(DATASET Opens)

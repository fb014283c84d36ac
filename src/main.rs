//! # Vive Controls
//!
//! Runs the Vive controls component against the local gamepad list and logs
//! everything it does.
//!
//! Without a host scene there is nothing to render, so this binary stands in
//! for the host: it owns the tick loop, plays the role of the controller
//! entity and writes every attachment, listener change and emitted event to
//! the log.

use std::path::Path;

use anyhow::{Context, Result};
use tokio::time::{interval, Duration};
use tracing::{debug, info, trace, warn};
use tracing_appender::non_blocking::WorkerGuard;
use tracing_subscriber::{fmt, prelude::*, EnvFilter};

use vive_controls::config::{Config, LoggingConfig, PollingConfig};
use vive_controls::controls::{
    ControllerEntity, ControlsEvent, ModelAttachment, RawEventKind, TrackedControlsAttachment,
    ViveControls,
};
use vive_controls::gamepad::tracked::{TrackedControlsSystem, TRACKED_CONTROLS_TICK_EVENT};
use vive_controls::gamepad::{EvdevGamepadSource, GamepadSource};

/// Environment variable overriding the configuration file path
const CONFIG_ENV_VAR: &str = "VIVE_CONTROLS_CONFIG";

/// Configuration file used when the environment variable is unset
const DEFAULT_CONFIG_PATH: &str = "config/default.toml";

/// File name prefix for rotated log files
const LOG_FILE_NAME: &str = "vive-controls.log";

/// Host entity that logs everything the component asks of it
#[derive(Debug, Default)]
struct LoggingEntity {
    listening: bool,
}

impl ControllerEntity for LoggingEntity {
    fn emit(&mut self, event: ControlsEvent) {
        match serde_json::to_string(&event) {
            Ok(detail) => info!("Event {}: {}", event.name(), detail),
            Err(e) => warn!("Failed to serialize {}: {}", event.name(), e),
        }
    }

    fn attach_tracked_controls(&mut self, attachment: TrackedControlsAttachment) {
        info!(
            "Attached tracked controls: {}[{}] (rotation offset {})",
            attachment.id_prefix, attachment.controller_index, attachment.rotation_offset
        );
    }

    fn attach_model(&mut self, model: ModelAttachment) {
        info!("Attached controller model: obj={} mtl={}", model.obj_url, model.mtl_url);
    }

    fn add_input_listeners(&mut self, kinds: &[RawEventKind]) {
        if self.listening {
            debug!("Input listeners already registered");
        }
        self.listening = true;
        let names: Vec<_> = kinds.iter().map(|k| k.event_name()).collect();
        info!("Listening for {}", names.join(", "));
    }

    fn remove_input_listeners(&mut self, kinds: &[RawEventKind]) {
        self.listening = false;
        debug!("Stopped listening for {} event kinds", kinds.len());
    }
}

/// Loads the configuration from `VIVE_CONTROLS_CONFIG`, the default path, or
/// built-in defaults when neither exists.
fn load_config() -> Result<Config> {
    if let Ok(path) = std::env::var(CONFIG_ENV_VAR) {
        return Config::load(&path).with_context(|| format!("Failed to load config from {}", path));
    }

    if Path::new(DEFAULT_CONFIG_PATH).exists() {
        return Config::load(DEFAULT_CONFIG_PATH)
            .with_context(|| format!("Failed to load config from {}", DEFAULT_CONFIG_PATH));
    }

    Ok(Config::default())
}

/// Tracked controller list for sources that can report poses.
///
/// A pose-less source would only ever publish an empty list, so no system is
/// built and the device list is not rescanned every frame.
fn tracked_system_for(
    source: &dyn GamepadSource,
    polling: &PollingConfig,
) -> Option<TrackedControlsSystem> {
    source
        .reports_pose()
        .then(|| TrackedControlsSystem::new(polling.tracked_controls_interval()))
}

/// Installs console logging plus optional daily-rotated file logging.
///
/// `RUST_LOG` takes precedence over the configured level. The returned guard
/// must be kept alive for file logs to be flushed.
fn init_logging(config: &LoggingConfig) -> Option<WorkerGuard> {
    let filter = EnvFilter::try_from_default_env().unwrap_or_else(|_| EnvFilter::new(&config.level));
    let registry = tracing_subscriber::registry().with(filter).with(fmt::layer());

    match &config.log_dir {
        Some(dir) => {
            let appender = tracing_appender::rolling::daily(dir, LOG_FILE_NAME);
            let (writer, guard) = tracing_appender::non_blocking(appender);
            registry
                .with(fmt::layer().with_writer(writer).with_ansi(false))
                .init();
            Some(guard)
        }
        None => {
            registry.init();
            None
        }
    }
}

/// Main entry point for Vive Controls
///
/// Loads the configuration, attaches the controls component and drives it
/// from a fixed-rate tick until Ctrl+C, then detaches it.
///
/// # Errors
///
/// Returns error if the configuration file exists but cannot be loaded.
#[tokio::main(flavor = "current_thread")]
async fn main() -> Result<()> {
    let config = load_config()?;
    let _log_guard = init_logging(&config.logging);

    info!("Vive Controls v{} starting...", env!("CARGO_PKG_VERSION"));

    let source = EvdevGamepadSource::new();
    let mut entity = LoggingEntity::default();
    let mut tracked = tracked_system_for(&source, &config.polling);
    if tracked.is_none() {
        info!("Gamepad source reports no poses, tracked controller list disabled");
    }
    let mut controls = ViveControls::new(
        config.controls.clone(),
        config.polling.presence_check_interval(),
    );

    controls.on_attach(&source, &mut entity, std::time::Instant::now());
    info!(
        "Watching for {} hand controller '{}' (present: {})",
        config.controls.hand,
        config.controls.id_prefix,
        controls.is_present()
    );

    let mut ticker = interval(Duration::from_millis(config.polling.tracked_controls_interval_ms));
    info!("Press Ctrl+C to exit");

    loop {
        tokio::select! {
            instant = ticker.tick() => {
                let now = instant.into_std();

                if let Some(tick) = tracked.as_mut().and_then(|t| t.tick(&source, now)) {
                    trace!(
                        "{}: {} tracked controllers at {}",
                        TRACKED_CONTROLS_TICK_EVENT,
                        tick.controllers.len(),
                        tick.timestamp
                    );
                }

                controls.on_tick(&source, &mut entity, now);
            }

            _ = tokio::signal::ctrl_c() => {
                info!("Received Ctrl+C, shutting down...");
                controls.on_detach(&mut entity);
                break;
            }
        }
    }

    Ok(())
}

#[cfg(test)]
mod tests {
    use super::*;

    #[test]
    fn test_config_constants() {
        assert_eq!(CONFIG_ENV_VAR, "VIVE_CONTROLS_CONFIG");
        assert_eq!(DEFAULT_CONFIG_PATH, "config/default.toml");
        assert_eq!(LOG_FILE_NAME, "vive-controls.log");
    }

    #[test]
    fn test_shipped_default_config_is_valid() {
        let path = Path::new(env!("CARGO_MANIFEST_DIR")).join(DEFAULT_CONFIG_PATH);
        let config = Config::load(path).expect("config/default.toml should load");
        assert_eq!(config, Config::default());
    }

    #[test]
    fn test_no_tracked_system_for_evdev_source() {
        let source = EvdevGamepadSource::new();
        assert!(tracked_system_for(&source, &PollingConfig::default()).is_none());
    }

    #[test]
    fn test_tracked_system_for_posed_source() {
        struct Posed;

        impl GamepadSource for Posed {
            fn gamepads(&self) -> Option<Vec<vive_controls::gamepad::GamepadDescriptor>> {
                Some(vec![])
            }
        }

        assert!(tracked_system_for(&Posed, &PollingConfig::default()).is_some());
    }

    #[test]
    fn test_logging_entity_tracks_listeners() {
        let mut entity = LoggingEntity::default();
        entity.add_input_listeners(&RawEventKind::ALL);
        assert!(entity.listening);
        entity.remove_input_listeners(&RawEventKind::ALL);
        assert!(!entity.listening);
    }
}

(DATASET Closes)

● PROBLEM DESCRIPTION
Every line of the listing above is to be written out again exactly.

● SOLUTION TO THIS PROBLEM
repository fb014283c84d36ac
filename src/main.rs
//! # Vive Controls
//!
//! Runs the Vive controls component against the local gamepad list and logs
//! everything it does.
//!
//! Without a host scene there is nothing to render, so this binary stands in
//! for the host: it owns the tick loop, plays the role of the controller
//! entity and writes every attachment, listener change and emitted event to
//! the log.

use std::path::Path;

use anyhow::{Context, Result};
use tokio::time::{interval, Duration};
use tracing::{debug, info, trace, warn};
use tracing_appender::non_blocking::WorkerGuard;
use tracing_subscriber::{fmt, prelude::*, EnvFilter};

use vive_controls::config::{Config, LoggingConfig, PollingConfig};
use vive_controls::controls::{
    ControllerEntity, ControlsEvent, ModelAttachment, RawEventKind, TrackedControlsAttachment,
    ViveControls,
};
use vive_controls::gamepad::tracked::{TrackedControlsSystem, TRACKED_CONTROLS_TICK_EVENT};
use vive_controls::gamepad::{EvdevGamepadSource, GamepadSource};

/// Environment variable overriding the configuration file path
const CONFIG_ENV_VAR: &str = "VIVE_CONTROLS_CONFIG";

/// Configuration file used when the environment variable is unset
const DEFAULT_CONFIG_PATH: &str = "config/default.toml";

/// File name prefix for rotated log files
const LOG_FILE_NAME: &str = "vive-controls.log";

/// Host entity that logs everything the component asks of it
#[derive(Debug, Default)]
struct LoggingEntity {
    listening: bool,
}

impl ControllerEntity for LoggingEntity {
    fn emit(&mut self, event: ControlsEvent) {
        match serde_json::to_string(&event) {
            Ok(detail) => info!("Event {}: {}", event.name(), detail),
            Err(e) => warn!("Failed to serialize {}: {}", event.name(), e),
        }
    }

    fn attach_tracked_controls(&mut self, attachment: TrackedControlsAttachment) {
        info!(
            "Attached tracked controls: {}[{}] (rotation offset {})",
            attachment.id_prefix, attachment.controller_index, attachment.rotation_offset
        );
    }

    fn attach_model(&mut self, model: ModelAttachment) {
        info!("Attached controller model: obj={} mtl={}", model.obj_url, model.mtl_url);
    }

    fn add_input_listeners(&mut self, kinds: &[RawEventKind]) {
        if self.listening {
            debug!("Input listeners already registered");
        }
        self.listening = true;
        let names: Vec<_> = kinds.iter().map(|k| k.event_name()).collect();
        info!("Listening for {}", names.join(", "));
    }

    fn remove_input_listeners(&mut self, kinds: &[RawEventKind]) {
        self.listening = false;
        debug!("Stopped listening for {} event kinds", kinds.len());
    }
}

/// Loads the configuration from `VIVE_CONTROLS_CONFIG`, the default path, or
/// built-in defaults when neither exists.
fn load_config() -> Result<Config> {
    if let Ok(path) = std::env::var(CONFIG_ENV_VAR) {
        return Config::load(&path).with_context(|| format!("Failed to load config from {}", path));
    }

    if Path::new(DEFAULT_CONFIG_PATH).exists() {
        return Config::load(DEFAULT_CONFIG_PATH)
            .with_context(|| format!("Failed to load config from {}", DEFAULT_CONFIG_PATH));
    }

    Ok(Config::default())
}

/// Tracked controller list for sources that can report poses.
///
/// A pose-less source would only ever publish an empty list, so no system is
/// built and the device list is not rescanned every frame.
fn tracked_system_for(
    source: &dyn GamepadSource,
    polling: &PollingConfig,
) -> Option<TrackedControlsSystem> {
    source
        .reports_pose()
        .then(|| TrackedControlsSystem::new(polling.tracked_controls_interval()))
}

/// Installs console logging plus optional daily-rotated file logging.
///
/// `RUST_LOG` takes precedence over the configured level. The returned guard
/// must be kept alive for file logs to be flushed.
fn init_logging(config: &LoggingConfig) -> Option<WorkerGuard> {
    let filter = EnvFilter::try_from_default_env().unwrap_or_else(|_| EnvFilter::new(&config.level));
    let registry = tracing_subscriber::registry().with(filter).with(fmt::layer());

    match &config.log_dir {
        Some(dir) => {
            let appender = tracing_appender::rolling::daily(dir, LOG_FILE_NAME);
            let (writer, guard) = tracing_appender::non_blocking(appender);
            registry
                .with(fmt::layer().with_writer(writer).with_ansi(false))
                .init();
            Some(guard)
        }
        None => {
            registry.init();
            None
        }
    }
}

/// Main entry point for Vive Controls
///
/// Loads the configuration, attaches the controls component and drives it
/// from a fixed-rate tick until Ctrl+C, then detaches it.
///
/// # Errors
///
/// Returns error if the configuration file exists but cannot be loaded.
#[tokio::main(flavor = "current_thread")]
async fn main() -> Result<()> {
    let config = load_config()?;
    let _log_guard = init_logging(&config.logging);

    info!("Vive Controls v{} starting...", env!("CARGO_PKG_VERSION"));

    let source = EvdevGamepadSource::new();
    let mut entity = LoggingEntity::default();
    let mut tracked = tracked_system_for(&source, &config.polling);
    if tracked.is_none() {
        info!("Gamepad source reports no poses, tracked controller list disabled");
    }
    let mut controls = ViveControls::new(
        config.controls.clone(),
        config.polling.presence_check_interval(),
    );

    controls.on_attach(&source, &mut entity, std::time::Instant::now());
    info!(
        "Watching for {} hand controller '{}' (present: {})",
        config.controls.hand,
        config.controls.id_prefix,
        controls.is_present()
    );

    let mut ticker = interval(Duration::from_millis(config.polling.tracked_controls_interval_ms));
    info!("Press Ctrl+C to exit");

    loop {
        tokio::select! {
            instant = ticker.tick() => {
                let now = instant.into_std();

                if let Some(tick) = tracked.as_mut().and_then(|t| t.tick(&source, now)) {
                    trace!(
                        "{}: {} tracked controllers at {}",
                        TRACKED_CONTROLS_TICK_EVENT,
                        tick.controllers.len(),
                        tick.timestamp
                    );
                }

                controls.on_tick(&source, &mut entity, now);
            }

            _ = tokio::signal::ctrl_c() => {
                info!("Received Ctrl+C, shutting down...");
                controls.on_detach(&mut entity);
                break;
            }
        }
    }

    Ok(())
}

#[cfg(test)]
mod tests {
    use super::*;

    #[test]
    fn test_config_constants() {
        assert_eq!(CONFIG_ENV_VAR, "VIVE_CONTROLS_CONFIG");
        assert_eq!(DEFAULT_CONFIG_PATH, "config/default.toml");
        assert_eq!(LOG_FILE_NAME, "vive-controls.log");
    }

    #[test]
    fn test_shipped_default_config_is_valid() {
        let path = Path::new(env!("CARGO_MANIFEST_DIR")).join(DEFAULT_CONFIG_PATH);
        let config = Config::load(path).expect("config/default.toml should load");
        assert_eq!(config, Config::default());
    }

    #[test]
    fn test_no_tracked_system_for_evdev_source() {
        let source = EvdevGamepadSource::new();
        assert!(tracked_system_for(&source, &PollingConfig::default()).is_none());
    }

    #[test]
    fn test_tracked_system_for_posed_source() {
        struct Posed;

        impl GamepadSource for Posed {
            fn gamepads(&self) -> Option<Vec<vive_controls::gamepad::GamepadDescriptor>> {
                Some(vec![])
            }
        }

        assert!(tracked_system_for(&Posed, &PollingConfig::default()).is_some());
    }

    #[test]
    fn test_logging_entity_tracks_listeners() {
        let mut entity = LoggingEntity::default();
        entity.add_input_listeners(&RawEventKind::ALL);
        assert!(entity.listening);
        entity.remove_input_listeners(&RawEventKind::ALL);
        assert!(!entity.listening);
    }
}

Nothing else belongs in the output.